His complaint, initially filed with the Director General of Health Services and forwarded to the DMC, was eventually redirected to Indira Gandhi Hospital after the council's dissolution. Despite receiving a December 2025 letter promising investigation, no substantive inquiry has materialized in over two months, leaving Gautam among thousands trapped in administrative purgatory.
Dissolution and Ongoing Controversies
Lieutenant Governor V.K. Saxena dissolved the DMC on June 17, 2025, citing serious administrative and financial irregularities. While two ex-officio members were permitted to continue temporarily and the DGHS was appointed interim registrar, the council remains unreconstituted despite directives to complete this process within two months.
The situation worsened in December 2025 when a special audit was ordered to investigate allegations that the DMC collected approximately ₹28 crore without proper financial oversight. This audit committee will also examine whether recoveries can be made from Dr. Girish Tyagi, former acting registrar who previously served as both president and vice-president. Dr. Tyagi has challenged his removal through Delhi High Court proceedings, leaving the matter sub judice.
Functional Paralysis and Administrative Gaps
The core functions of the DMC—including maintaining updated medical registers, enforcing ethical codes, investigating malpractice, and disciplining practitioners through reprimands, suspensions, or compensation awards—have effectively ceased. Dr. Ajay Gambhir, former DMC executive member, warned that without functioning executive and disciplinary committees comprising medical professionals, legal experts, and community representatives, complaints face extreme delays with no clear accountability.
"The acting registrar is the DGHS, who is already overwhelmed with administrative tasks like registrations and certifications," Dr. Gambhir explained. "Regulatory functions have taken a backseat. Appointing a full-time medical professional as registrar, as done in Maharashtra and Haryana, would have been more appropriate."
Improvised Mechanisms Prove Inadequate
Delhi Health Minister Pankaj Singh claims that committees continue examining negligence complaints during the interim period, urging patients to write directly to his office for emergency cases. However, Dr. Pankaj Solanki, former DMC member, highlighted critical flaws in this stopgap approach.
"Complaints are transferred to local hospitals forming expert committees for fact-finding," Dr. Solanki noted. "But hospitals lack legal authority to discipline doctors—they can only investigate and report. Even when reports are submitted, there's no constituted council to act on them."
He emphasized that the registrar cannot act independently, requiring disciplinary, executive, and general body committees—all currently absent—for any substantive decisions. "In practical terms, patients currently have no effective grievance-redressal mechanism," Dr. Solanki concluded.
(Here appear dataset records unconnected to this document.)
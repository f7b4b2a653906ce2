//! Journal, journal detail, issue and project domain types.
//!
//! A journal is one note or change-log entry on an issue. Its details record
//! field-level changes and are owned exclusively by the journal.

use serde::{Deserialize, Serialize};

use crate::error::CoreError;
use crate::types::{DbId, Timestamp};

/// Maximum length of journal notes in characters.
pub const MAX_NOTES_LENGTH: usize = 65_535;

/// Detail property kinds.
pub const PROPERTY_ATTR: &str = "attr";
pub const PROPERTY_CUSTOM_FIELD: &str = "cf";
pub const PROPERTY_RELATION: &str = "relation";
pub const PROPERTY_ATTACHMENT: &str = "attachment";

/// Issue attributes whose changes are long text and can be diffed.
pub const DIFFABLE_ATTRIBUTES: &[&str] = &["description"];

/// A single field change recorded by a journal.
#[derive(Debug, Clone, PartialEq, Eq, Serialize, Deserialize)]
pub struct JournalDetail {
    pub id: DbId,
    pub journal_id: DbId,
    pub property: String,
    pub prop_key: String,
    pub old_value: Option<String>,
    pub value: Option<String>,
}

impl JournalDetail {
    /// Whether this detail carries a long-text attribute change.
    pub fn is_diffable(&self) -> bool {
        self.property == PROPERTY_ATTR && DIFFABLE_ATTRIBUTES.contains(&self.prop_key.as_str())
    }
}

#[derive(Debug, Clone, PartialEq, Eq, Serialize, Deserialize)]
pub struct Journal {
    pub id: DbId,
    pub issue_id: DbId,
    /// Project of the parent issue; permissions are scoped by it.
    pub project_id: DbId,
    pub user_id: DbId,
    pub author_name: String,
    pub notes: String,
    pub private_notes: bool,
    pub details: Vec<JournalDetail>,
    pub created_at: Timestamp,
    pub updated_at: Timestamp,
}

impl Journal {
    pub fn detail(&self, detail_id: DbId) -> Option<&JournalDetail> {
        self.details.iter().find(|d| d.id == detail_id)
    }
}

#[derive(Debug, Clone, PartialEq, Eq, Serialize, Deserialize)]
pub struct Issue {
    pub id: DbId,
    pub project_id: DbId,
    pub subject: String,
    pub description: Option<String>,
    pub author_id: DbId,
    pub author_name: String,
    pub created_at: Timestamp,
}

#[derive(Debug, Clone, PartialEq, Eq, Serialize, Deserialize)]
pub struct Project {
    pub id: DbId,
    pub identifier: String,
    pub name: String,
}

/// Input for a new journal.
#[derive(Debug, Clone, Default, PartialEq, Eq)]
pub struct NewJournal {
    pub issue_id: DbId,
    pub user_id: DbId,
    pub notes: String,
    pub private_notes: bool,
    pub details: Vec<NewJournalDetail>,
}

#[derive(Debug, Clone, PartialEq, Eq)]
pub struct NewJournalDetail {
    pub property: String,
    pub prop_key: String,
    pub old_value: Option<String>,
    pub value: Option<String>,
}

impl NewJournalDetail {
    pub fn attr(prop_key: &str, old_value: Option<&str>, value: Option<&str>) -> Self {
        Self {
            property: PROPERTY_ATTR.to_string(),
            prop_key: prop_key.to_string(),
            old_value: old_value.map(str::to_string),
            value: value.map(str::to_string),
        }
    }
}

/// Whether notes are empty once surrounding whitespace is removed.
pub fn notes_are_blank(notes: &str) -> bool {
    notes.trim().is_empty()
}

/// Validate notes submitted for a new journal: non-blank and within the limit.
pub fn validate_notes(notes: &str) -> Result<(), CoreError> {
    if notes_are_blank(notes) {
        return Err(CoreError::Validation("Notes cannot be blank".to_string()));
    }
    validate_notes_length(notes)
}

/// Validate only the length of notes.
pub fn validate_notes_length(notes: &str) -> Result<(), CoreError> {
    if notes.chars().count() > MAX_NOTES_LENGTH {
        return Err(CoreError::Validation(format!(
            "Notes exceed maximum length of {MAX_NOTES_LENGTH} characters"
        )));
    }
    Ok(())
}

/// Name shown for a user: `"first last"`, or the login when both are empty.
pub fn display_name(firstname: &str, lastname: &str, login: &str) -> String {
    let full = format!("{} {}", firstname.trim(), lastname.trim());
    let full = full.trim();
    if full.is_empty() {
        login.to_string()
    } else {
        full.to_string()
    }
}

#[cfg(test)]
mod tests {
    use assert_matches::assert_matches;

    use super::*;

    #[test]
    fn whitespace_only_notes_are_blank() {
        assert!(notes_are_blank(""));
        assert!(notes_are_blank("  \n\t "));
        assert!(!notes_are_blank(" x "));
    }

    #[test]
    fn blank_notes_fail_validation() {
        assert_matches!(validate_notes("   "), Err(CoreError::Validation(_)));
    }

    #[test]
    fn overlong_notes_fail_validation() {
        let notes = "a".repeat(MAX_NOTES_LENGTH + 1);
        assert_matches!(validate_notes(&notes), Err(CoreError::Validation(msg)) if msg.contains("maximum length"));
        assert!(validate_notes(&"a".repeat(MAX_NOTES_LENGTH)).is_ok());
    }

    #[test]
    fn display_name_falls_back_to_login() {
        assert_eq!(display_name("John", "Smith", "jsmith"), "John Smith");
        assert_eq!(display_name("", "Smith", "jsmith"), "Smith");
        assert_eq!(display_name(" ", "", "jsmith"), "jsmith");
    }

    #[test]
    fn only_description_attribute_is_diffable() {
        let mut detail = JournalDetail {
            id: 1,
            journal_id: 1,
            property: PROPERTY_ATTR.to_string(),
            prop_key: "description".to_string(),
            old_value: None,
            value: Some("text".to_string()),
        };
        assert!(detail.is_diffable());

        detail.prop_key = "status_id".to_string();
        assert!(!detail.is_diffable());

        detail.property = PROPERTY_CUSTOM_FIELD.to_string();
        detail.prop_key = "description".to_string();
        assert!(!detail.is_diffable());
    }
}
Broader Implications for Healthcare Governance
Beyond complaint resolution, the DMC's paralysis affects multiple critical areas:
- Doctor registrations and re-registrations face significant delays
- Professional conduct oversight has effectively suspended
- Quackery prevention mechanisms are compromised
- Legal protections for practitioners discharging duties properly are uncertain
With the council composed of both elected and nominated members—including representatives from the Delhi Medical Association and medical colleges—its absence creates a dangerous regulatory vacuum. As approximately 100 new complaints arrive monthly with no resolution pathway, patients' faith in medical accountability erodes while practitioners operate in an environment of diminished oversight.
The Delhi government's promise to reconstitute the council through elections offers limited solace to those currently suffering without recourse. Until functional governance is restored, thousands remain trapped between tragedy and justice, their complaints accumulating in files that may never be opened.